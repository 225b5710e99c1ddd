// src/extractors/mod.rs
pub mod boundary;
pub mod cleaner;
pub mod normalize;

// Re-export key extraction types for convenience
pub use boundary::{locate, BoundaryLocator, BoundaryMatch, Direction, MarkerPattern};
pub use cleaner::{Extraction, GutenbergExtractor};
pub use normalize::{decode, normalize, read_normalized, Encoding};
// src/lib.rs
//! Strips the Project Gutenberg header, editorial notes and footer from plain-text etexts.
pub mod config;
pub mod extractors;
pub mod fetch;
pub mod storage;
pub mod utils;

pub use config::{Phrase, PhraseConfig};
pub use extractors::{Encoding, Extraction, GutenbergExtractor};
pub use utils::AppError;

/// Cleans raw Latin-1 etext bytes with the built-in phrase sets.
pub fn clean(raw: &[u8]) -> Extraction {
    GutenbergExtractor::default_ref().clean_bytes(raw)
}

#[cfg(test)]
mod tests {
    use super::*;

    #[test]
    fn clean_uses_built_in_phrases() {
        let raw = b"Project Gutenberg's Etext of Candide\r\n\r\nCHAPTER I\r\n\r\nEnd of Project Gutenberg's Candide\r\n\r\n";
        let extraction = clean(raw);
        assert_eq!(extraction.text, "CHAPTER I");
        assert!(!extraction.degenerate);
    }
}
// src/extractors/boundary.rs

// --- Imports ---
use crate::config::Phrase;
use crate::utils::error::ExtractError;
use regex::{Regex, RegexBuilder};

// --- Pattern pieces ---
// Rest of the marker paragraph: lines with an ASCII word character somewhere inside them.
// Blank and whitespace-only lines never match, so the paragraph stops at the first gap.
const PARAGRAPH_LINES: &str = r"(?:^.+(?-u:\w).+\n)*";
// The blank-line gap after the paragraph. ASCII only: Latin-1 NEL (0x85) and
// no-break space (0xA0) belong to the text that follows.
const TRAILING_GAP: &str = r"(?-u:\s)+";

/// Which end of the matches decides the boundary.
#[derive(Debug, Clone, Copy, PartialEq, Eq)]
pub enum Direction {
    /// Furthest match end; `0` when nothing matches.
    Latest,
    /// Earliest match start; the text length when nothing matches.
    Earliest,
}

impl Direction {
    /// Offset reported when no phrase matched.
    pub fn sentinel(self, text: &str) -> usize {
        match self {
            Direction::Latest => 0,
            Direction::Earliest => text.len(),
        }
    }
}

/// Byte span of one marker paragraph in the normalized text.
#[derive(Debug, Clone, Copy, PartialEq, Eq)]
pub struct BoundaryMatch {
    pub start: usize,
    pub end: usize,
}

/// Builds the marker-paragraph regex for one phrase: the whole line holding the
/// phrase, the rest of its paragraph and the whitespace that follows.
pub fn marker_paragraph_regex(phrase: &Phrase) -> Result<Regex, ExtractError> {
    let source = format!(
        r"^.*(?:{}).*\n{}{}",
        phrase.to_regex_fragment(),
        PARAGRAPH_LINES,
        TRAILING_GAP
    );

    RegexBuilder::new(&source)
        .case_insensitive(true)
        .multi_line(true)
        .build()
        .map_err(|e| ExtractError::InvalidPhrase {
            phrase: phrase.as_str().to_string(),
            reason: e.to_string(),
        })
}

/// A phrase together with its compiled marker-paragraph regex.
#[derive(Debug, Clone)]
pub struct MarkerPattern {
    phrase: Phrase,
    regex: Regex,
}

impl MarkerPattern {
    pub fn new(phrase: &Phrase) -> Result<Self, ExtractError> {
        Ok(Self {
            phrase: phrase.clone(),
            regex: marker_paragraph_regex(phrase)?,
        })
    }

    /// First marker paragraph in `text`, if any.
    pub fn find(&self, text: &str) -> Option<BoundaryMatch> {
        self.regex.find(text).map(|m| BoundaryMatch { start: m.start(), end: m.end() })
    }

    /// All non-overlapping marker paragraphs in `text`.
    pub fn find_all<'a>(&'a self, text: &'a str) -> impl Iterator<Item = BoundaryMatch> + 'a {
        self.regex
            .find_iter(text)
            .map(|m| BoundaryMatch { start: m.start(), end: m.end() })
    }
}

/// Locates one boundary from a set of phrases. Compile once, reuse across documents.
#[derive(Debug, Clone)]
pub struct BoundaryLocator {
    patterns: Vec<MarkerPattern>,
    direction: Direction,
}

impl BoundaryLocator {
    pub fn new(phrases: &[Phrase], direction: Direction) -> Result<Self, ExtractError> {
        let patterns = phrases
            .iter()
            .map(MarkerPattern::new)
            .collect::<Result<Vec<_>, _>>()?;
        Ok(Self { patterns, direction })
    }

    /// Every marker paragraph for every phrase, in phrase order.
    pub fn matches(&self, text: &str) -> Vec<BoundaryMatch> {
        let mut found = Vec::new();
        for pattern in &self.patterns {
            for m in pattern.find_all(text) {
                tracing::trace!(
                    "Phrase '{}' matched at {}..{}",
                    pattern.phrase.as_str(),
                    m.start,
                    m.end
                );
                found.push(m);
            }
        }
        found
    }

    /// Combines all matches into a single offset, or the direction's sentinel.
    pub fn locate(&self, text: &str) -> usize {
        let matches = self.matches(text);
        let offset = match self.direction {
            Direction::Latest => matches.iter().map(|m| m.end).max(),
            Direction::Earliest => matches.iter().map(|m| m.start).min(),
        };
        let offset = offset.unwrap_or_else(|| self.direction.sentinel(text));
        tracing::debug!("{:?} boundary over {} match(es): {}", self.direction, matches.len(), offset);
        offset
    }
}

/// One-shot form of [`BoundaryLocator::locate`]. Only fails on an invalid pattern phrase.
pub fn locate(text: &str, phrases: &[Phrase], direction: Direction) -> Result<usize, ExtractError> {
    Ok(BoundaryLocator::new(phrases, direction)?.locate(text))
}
——————
- EXERCISE DETAILS: Copy out each line of the entries above that holds "Result".

- ANSWER FOR THIS EXERCISE:
pub fn marker_paragraph_regex(phrase: &Phrase) -> Result<Regex, ExtractError> {
    pub fn new(phrase: &Phrase) -> Result<Self, ExtractError> {
    pub fn new(phrases: &[Phrase], direction: Direction) -> Result<Self, ExtractError> {
            .collect::<Result<Vec<_>, _>>()?;
pub fn locate(text: &str, phrases: &[Phrase], direction: Direction) -> Result<usize, ExtractError> {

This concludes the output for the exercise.